あたしには分からない。

 あたしには分からない。

 ただ言えるのは、美しいものは恐ろしいということだ。美は人を狂わすと誰かが言ったが、そうじゃない、とあたしは思う。美しさとは狂っていること、狂っているから美しいのだ。そして、狂ったものに触れていれば、人は少しずつ歪むのだ。……つまり、「美は人を狂わせる」。
 そうして、どうやら、あたしはそういったものに、惹かれてしまったのだ。残念ながら、それは間違いない。

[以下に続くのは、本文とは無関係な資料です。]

//! Azure File Share upload over the REST API, authorised with the account's
//! shared key.

use std::time::{Instant, SystemTime};

use async_trait::async_trait;
use base64::engine::general_purpose::STANDARD;
use base64::Engine as _;
use hmac::{Hmac, Mac};
use log::{debug, info};
use reqwest::{Method, StatusCode};
use sha2::Sha256;

use lanechart_core::package::Package;

use crate::config::ConfigError;
use crate::error::UpstreamError;
use crate::pipeline::FileStore;

const STORAGE_VERSION: &str = "2021-08-06";
const PACKAGE_CONTENT_TYPE: &str = "application/zip";

/// Account credentials and file endpoint taken from a storage connection string.
#[derive(Clone)]
pub struct StorageAccount {
    pub name: String,
    mac: Hmac<Sha256>,
    pub file_endpoint: String,
}

impl std::fmt::Debug for StorageAccount {
    fn fmt(&self, f: &mut std::fmt::Formatter<'_>) -> std::fmt::Result {
        f.debug_struct("StorageAccount")
            .field("name", &self.name)
            .field("file_endpoint", &self.file_endpoint)
            .finish_non_exhaustive()
    }
}

fn invalid(reason: impl Into<String>) -> ConfigError {
    ConfigError::Invalid {
        name: "AZURE_STORAGE_CONNECTION_STRING",
        reason: reason.into(),
    }
}

impl StorageAccount {
    pub fn parse(connection_string: &str) -> Result<Self, ConfigError> {
        let mut name = None;
        let mut key = None;
        let mut protocol = "https";
        let mut suffix = "core.windows.net";
        let mut file_endpoint = None;

        for part in connection_string.split(';').map(str::trim).filter(|p| !p.is_empty()) {
            let Some((k, v)) = part.split_once('=') else {
                return Err(invalid(format!("segment without '=': {part}")));
            };
            match k {
                "AccountName" => name = Some(v.to_string()),
                "AccountKey" => key = Some(v),
                "DefaultEndpointsProtocol" => protocol = v,
                "EndpointSuffix" => suffix = v,
                "FileEndpoint" => file_endpoint = Some(v.trim_end_matches('/').to_string()),
                _ => {}
            }
        }

        let name = name.ok_or_else(|| invalid("AccountName is missing"))?;
        let key = key.ok_or_else(|| invalid("AccountKey is missing"))?;
        let key = STANDARD
            .decode(key)
            .map_err(|e| invalid(format!("AccountKey is not base64: {e}")))?;
        let mac = Hmac::<Sha256>::new_from_slice(&key)
            .map_err(|e| invalid(format!("AccountKey is unusable: {e}")))?;
        let file_endpoint =
            file_endpoint.unwrap_or_else(|| format!("{protocol}://{name}.file.{suffix}"));

        Ok(Self {
            name,
            mac,
            file_endpoint,
        })
    }

    fn sign(&self, string_to_sign: &str) -> String {
        let mut mac = self.mac.clone();
        mac.update(string_to_sign.as_bytes());
        STANDARD.encode(mac.finalize().into_bytes())
    }
}

// --- Signing ---

/// The parts of a request that go into its shared-key signature.
struct Canonical<'a> {
    method: &'a Method,
    /// Path below the endpoint, starting with `/`.
    path: &'a str,
    query: &'a [(&'a str, &'a str)],
    /// `x-ms-*` headers, lower-case names.
    ms_headers: &'a [(&'a str, String)],
    content_length: usize,
    content_type: &'a str,
}

fn string_to_sign(account: &str, request: &Canonical<'_>) -> String {
    let length = if request.content_length == 0 {
        String::new()
    } else {
        request.content_length.to_string()
    };

    let mut out = String::with_capacity(256);
    out.push_str(request.method.as_str());
    out.push('\n');
    // Content-Encoding, Content-Language
    out.push_str("\n\n");
    out.push_str(&length);
    out.push('\n');
    // Content-MD5
    out.push('\n');
    out.push_str(request.content_type);
    out.push('\n');
    // Date, If-Modified-Since, If-Match, If-None-Match, If-Unmodified-Since, Range
    out.push_str("\n\n\n\n\n\n");

    let mut headers: Vec<_> = request.ms_headers.iter().collect();
    headers.sort_by(|a, b| a.0.cmp(b.0));
    for (name, value) in headers {
        out.push_str(name);
        out.push(':');
        out.push_str(value.trim());
        out.push('\n');
    }

    out.push('/');
    out.push_str(account);
    out.push_str(request.path);
    let mut query: Vec<_> = request.query.iter().collect();
    query.sort_by(|a, b| a.0.cmp(b.0));
    for (name, value) in query {
        out.push('\n');
        out.push_str(&name.to_lowercase());
        out.push(':');
        out.push_str(value);
    }
    out
}

// --- Client ---

pub struct FileShareClient {
    http: reqwest::Client,
    account: StorageAccount,
    share: String,
}

impl FileShareClient {
    pub fn new(http: reqwest::Client, account: StorageAccount, share: impl Into<String>) -> Self {
        Self {
            http,
            account,
            share: share.into(),
        }
    }

    pub fn file_url(&self, file_name: &str) -> String {
        format!("{}/{}/{}", self.account.file_endpoint, self.share, file_name)
    }

    async fn send(
        &self,
        method: Method,
        path: &str,
        query: &[(&str, &str)],
        mut ms_headers: Vec<(&str, String)>,
        body: Vec<u8>,
        content_type: &str,
    ) -> Result<reqwest::Response, UpstreamError> {
        ms_headers.push(("x-ms-date", httpdate::fmt_http_date(SystemTime::now())));
        ms_headers.push(("x-ms-version", STORAGE_VERSION.to_string()));

        let signature = self.account.sign(&string_to_sign(
            &self.account.name,
            &Canonical {
                method: &method,
                path,
                query,
                ms_headers: &ms_headers,
                content_length: body.len(),
                content_type,
            },
        ));

        let mut request = self
            .http
            .request(method, format!("{}{path}", self.account.file_endpoint))
            .query(query)
            .header(
                "Authorization",
                format!("SharedKey {}:{signature}", self.account.name),
            )
            .header("Content-Length", body.len());
        if !content_type.is_empty() {
            request = request.header("Content-Type", content_type);
        }
        for (name, value) in ms_headers {
            request = request.header(name, value);
        }
        Ok(request.body(body).send().await?)
    }

    async fn ensure_share(&self) -> Result<(), UpstreamError> {
        let path = format!("/{}", self.share);
        let response = self
            .send(Method::PUT, &path, &[("restype", "share")], Vec::new(), Vec::new(), "")
            .await?;
        if response.status() == StatusCode::CONFLICT {
            debug!(share = self.share.as_str(); "file share already exists");
            return Ok(());
        }
        UpstreamError::check(response).await?;
        info!(share = self.share.as_str(); "created file share");
        Ok(())
    }

    async fn create_file(&self, path: &str, size: usize) -> Result<(), UpstreamError> {
        let headers = vec![
            ("x-ms-type", "file".to_string()),
            ("x-ms-content-length", size.to_string()),
            ("x-ms-content-type", PACKAGE_CONTENT_TYPE.to_string()),
            ("x-ms-file-permission", "inherit".to_string()),
            ("x-ms-file-attributes", "None".to_string()),
            ("x-ms-file-creation-time", "now".to_string()),
            ("x-ms-file-last-write-time", "now".to_string()),
        ];
        let response = self
            .send(Method::PUT, path, &[], headers, Vec::new(), "")
            .await?;
        UpstreamError::check(response).await?;
        Ok(())
    }

    async fn write_range(&self, path: &str, bytes: &[u8]) -> Result<(), UpstreamError> {
        let headers = vec![
            ("x-ms-range", format!("bytes=0-{}", bytes.len() - 1)),
            ("x-ms-write", "update".to_string()),
        ];
        let response = self
            .send(Method::PUT, path, &[("comp", "range")], headers, bytes.to_vec(), "")
            .await?;
        UpstreamError::check(response).await?;
        Ok(())
    }
}

#[async_trait]
impl FileStore for FileShareClient {
    async fn upload(&self, package: &Package) -> Result<String, UpstreamError> {
        let started = Instant::now();
        self.ensure_share().await?;

        let path = format!("/{}/{}", self.share, package.file_name);
        self.create_file(&path, package.bytes.len()).await?;
        if !package.bytes.is_empty() {
            self.write_range(&path, &package.bytes).await?;
        }

        let url = self.file_url(&package.file_name);
        info!(
            url = url.as_str(),
            bytes = package.bytes.len(),
            elapsed_ms = started.elapsed().as_millis() as u64;
            "uploaded chart package"
        );
        Ok(url)
    }
}

#[cfg(test)]
mod tests {
    use super::*;

    // base64 of "secret-key"
    const CONNECTION: &str = "DefaultEndpointsProtocol=https;AccountName=lanecharts;\
AccountKey=c2VjcmV0LWtleQ==;EndpointSuffix=core.windows.net";

    #[test]
    fn connection_string_yields_file_endpoint() {
        let account = StorageAccount::parse(CONNECTION).unwrap();
        assert_eq!(account.name, "lanecharts");
        assert_eq!(account.file_endpoint, "https://lanecharts.file.core.windows.net");
    }

    #[test]
    fn explicit_file_endpoint_wins() {
        let account = StorageAccount::parse(
            "AccountName=dev;AccountKey=c2VjcmV0LWtleQ==;FileEndpoint=http://127.0.0.1:10000/dev/",
        )
        .unwrap();
        assert_eq!(account.file_endpoint, "http://127.0.0.1:10000/dev");
    }

    #[test]
    fn missing_key_is_rejected() {
        let err = StorageAccount::parse("AccountName=x;EndpointSuffix=core.windows.net").unwrap_err();
        assert!(err.to_string().contains("AccountKey is missing"));
    }

    #[test]
    fn undecodable_key_is_rejected() {
        let err = StorageAccount::parse("AccountName=x;AccountKey=%%%").unwrap_err();
        assert!(err.to_string().contains("not base64"));
    }

    #[test]
    fn debug_hides_the_key() {
        let account = StorageAccount::parse(CONNECTION).unwrap();
        assert!(!format!("{account:?}").contains("secret"));
    }

    #[test]
    fn string_to_sign_orders_headers_and_query() {
        let headers = [
            ("x-ms-version", STORAGE_VERSION.to_string()),
            ("x-ms-date", "Sat, 17 Oct 2026 10:00:00 GMT".to_string()),
            ("x-ms-write", "update".to_string()),
        ];
        let canonical = Canonical {
            method: &Method::PUT,
            path: "/lucid-files/form.lucid",
            query: &[("comp", "range")],
            ms_headers: &headers,
            content_length: 12,
            content_type: "",
        };
        let expected = "PUT\n\n\n12\n\n\n\n\n\n\n\n\n\
x-ms-date:Sat, 17 Oct 2026 10:00:00 GMT\n\
x-ms-version:2021-08-06\n\
x-ms-write:update\n\
/lanecharts/lucid-files/form.lucid\n\
comp:range";
        assert_eq!(string_to_sign("lanecharts", &canonical), expected);
    }

    #[test]
    fn zero_length_is_signed_as_empty() {
        let canonical = Canonical {
            method: &Method::PUT,
            path: "/lucid-files",
            query: &[("restype", "share")],
            ms_headers: &[],
            content_length: 0,
            content_type: "",
        };
        assert!(string_to_sign("a", &canonical).starts_with("PUT\n\n\n\n"));
    }

    #[test]
    fn signature_is_hmac_sha256_of_string_to_sign() {
        let account = StorageAccount::parse(CONNECTION).unwrap();
        assert_eq!(
            account.sign("PUT\n/lanecharts/lucid-files"),
            "5c6SZiGTxn+NX4UgKcYYgX1bZG2eoUjQUWgd2PeIgtI="
        );
    }

    #[test]
    fn file_url_joins_share_and_name() {
        let account = StorageAccount::parse(CONNECTION).unwrap();
        let client = FileShareClient::new(reqwest::Client::new(), account, "lucid-files");
        assert_eq!(
            client.file_url("form.lucid"),
            "https://lanecharts.file.core.windows.net/lucid-files/form.lucid"
        );
    }
}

 だって、あたしの周りはいまの今まで、健全なものばかりで出来ていたのだ。そりゃあ、多少の不協和音はあったけれど、今思えば……あたたかい家族、明るい幼馴染、しあわせな故郷、だいすきななかまたち、そんなものばかりだった。
 日常に沸き起こる些細な陰。あたしが触れてきた「闇」は所詮その程度のもの。だからあたしは、こんなに昏くて……きれいなものを、「きれいすぎる」ものを、いままで知らなかった。
 それがいけなかったのだ。きっと、そう。

 あたしのこころのほうがずっとちっぽけで汚いのに。大した夢があるわけでもない、どこにでもいる中庸、それがあたしなのに。どうして彼の夢は叶わなかったのだろう。どうしてあたしは、彼を止めたのだろう。

 あたしには分からない。

 きれいなものはきれいなままだった。
 そうして、最後の最後に微笑んだ。
 あたしは歪んだ視界でそれを見ていた。

 あたしは確かに、彼に惹かれた。
 ならばあたしは、彼の夢を叶える手伝いをしたって、よかったはずだ。
 なのにどうして、あたしは、彼を止めたのだろう?
 どうして?

 彼の最後の言葉に、あたしはようやくまたたいた。
 取り払われた視界の靄の中、一瞬焼き付いた美しい美しい笑顔は、あたしの胸に焼き付いた。

 彼の夢は打ち砕かれたのに
 打ち砕いたのはあたしなのに
 どうして彼は笑ったのだろう、笑えたのだろう。

 あたしには分からない。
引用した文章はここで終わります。